I'll tell you that we're regulating him for the first time.
And so, of course, it's all in his self-interest.
And that's the same with all these guys.
You have four kids.
I think I had my feelings about the election.
I was pretty crushed to see Trump win after January 6th and after being convicted.
But I think I was most
sad that my son, who's now 13, the first time Trump was there, he didn't really sort of oblivious to it.
But this time, he'll be 17 when he leaves office.
This is their era, right?
Right.
And so I feel like in this second Trump presidency, it's not to be endured.
We have to find a way to sort of thrive and
make the most of it.
But how do you talk to your kids about well?
I have two different sets of kids.
I have older.
I'm a straight white man.
So I've had my second family and i have older kids who are trump is all they know right i mean they they sort of know obama um my ex-wife worked in the obama white house so they were old enough to understand the obama era um but largely it's a little a lot been trump you know with a biden moment in between and so i think i i do watch them a lot and i find i am more heartened by younger people than
older people.
I think the problem we have is people 30 to 50.
They need to shut the fuck up and calm the fuck down.
All of them, the right and the left, right?
Like calm the fuck down because they're always on Twitter.
They're always doom scrolling.
They're always like,
you know, younger people have a much less frantic attitude.
They do.
And so I do feel better when I talk to my kids.
But I do think they,
I think we have to make them feel that one, government works for them, that they have respect for government, that there are heroes, that there are people that are heroes, that this idea of get while the get-in's good.
Who are the heroes?
For me, there's so many.
There's all kinds of heroes.
I mean, I think average people are the heroes, right?
Like average people are the heroes.
And we spend too much time in this celebrity culture.
Although I do think like someone like some musicians are so incredibly beautiful the way they do stuff.

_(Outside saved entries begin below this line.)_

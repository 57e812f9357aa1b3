//! Commit parsing

mod conventional;
mod types;

pub use conventional::ConventionalParser;
pub use types::*;
pub(crate) use types::{mentions_any, words};

use crate::types::{ParsedMessage, SemanticCommit};
use cadence_git::CommitInfo;

/// Trait for commit parsers
///
/// Parsing never fails: messages outside the grammar degrade to an
/// untyped record.
pub trait CommitParser: Send + Sync {
    /// Parse a subject line and optional body into message fields
    fn parse_message(&self, subject: &str, body: Option<&str>) -> ParsedMessage;

    /// Parse a commit, keeping its identity fields
    fn parse(&self, commit: &CommitInfo) -> SemanticCommit {
        let parsed = self.parse_message(&commit.message, commit.body.as_deref());
        SemanticCommit::from_parts(commit, parsed)
    }
}
//! Cadence Strategies - Version bumping and release decisions
//!
//! This crate holds the semantic-version arithmetic and the determiner that
//! reconciles the current package version, the existing changelog and the
//! commits in range into a single [`VersionDecision`].

pub mod determiner;
mod semver;
mod traits;
pub mod types;

pub use determiner::{VersionDecision, VersionDeterminer};
pub use semver::SemVerStrategy;
pub use traits::VersionStrategy;
pub use types::BumpType;
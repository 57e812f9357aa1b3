//! Exit codes for the CLI

use cadence_core::error::{CadenceError, SessionError};

/// Success
pub const SUCCESS: i32 = 0;

/// General error
pub const ERROR: i32 = 1;

/// Configuration error
pub const CONFIG_ERROR: i32 = 2;

/// Git error
pub const GIT_ERROR: i32 = 3;

/// Version error
pub const VERSION_ERROR: i32 = 4;

/// Exit code for a failed package session
pub fn for_session(err: &SessionError) -> i32 {
    match &err.source {
        CadenceError::Config(_) => CONFIG_ERROR,
        CadenceError::Git(_) => GIT_ERROR,
        CadenceError::Version(_) => VERSION_ERROR,
        _ => ERROR,
    }
}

My kids listen to a lot of hip-hop and stuff like that and explain it to me.
And then I see it.
I'm like, oh, this is.
My son does the thing on Spotify where he shows me the lyric
and tells me the story.
Like it's like an important story.
Exactly.
And I think like parents judge.
I refuse to ever judge his music choice.
Sometimes I don't want to play it out loud around my music.
My music choice is terrible.
They have incredibly good taste, right?
One time my son was using my Spotify and someone saw it and said, you have great taste.
I'm like, it's not my taste.
Yeah, my son has better taste than that.
They were doing that.
So I don't know.
I think there's a lot of heroes.
I think
your parents should be your heroes, right?
I think ultimately one of the things that I think is lost is.
a community aspect.
I think online does.
At one point, my son was looking at his phone.
I used to make them put them down.
And he goes, just, there's just one more thing.
I go, there's always one more thing on this thing.
I said, it's an endless supply of information.
You have to just, it's addictive.
It's, you can't not use it because it's important for social.
It's important for your job.
And it's everywhere.
It's ubiquitous.
And so it's like a drug.
It's like a, you know, the only other, the only other industry that says the word user is a drug, is the drug industry, right?
Users reuse your phone.
And so one of the things that, you know, I spent a lot of time doing with them is them trying to pick their head up and look around.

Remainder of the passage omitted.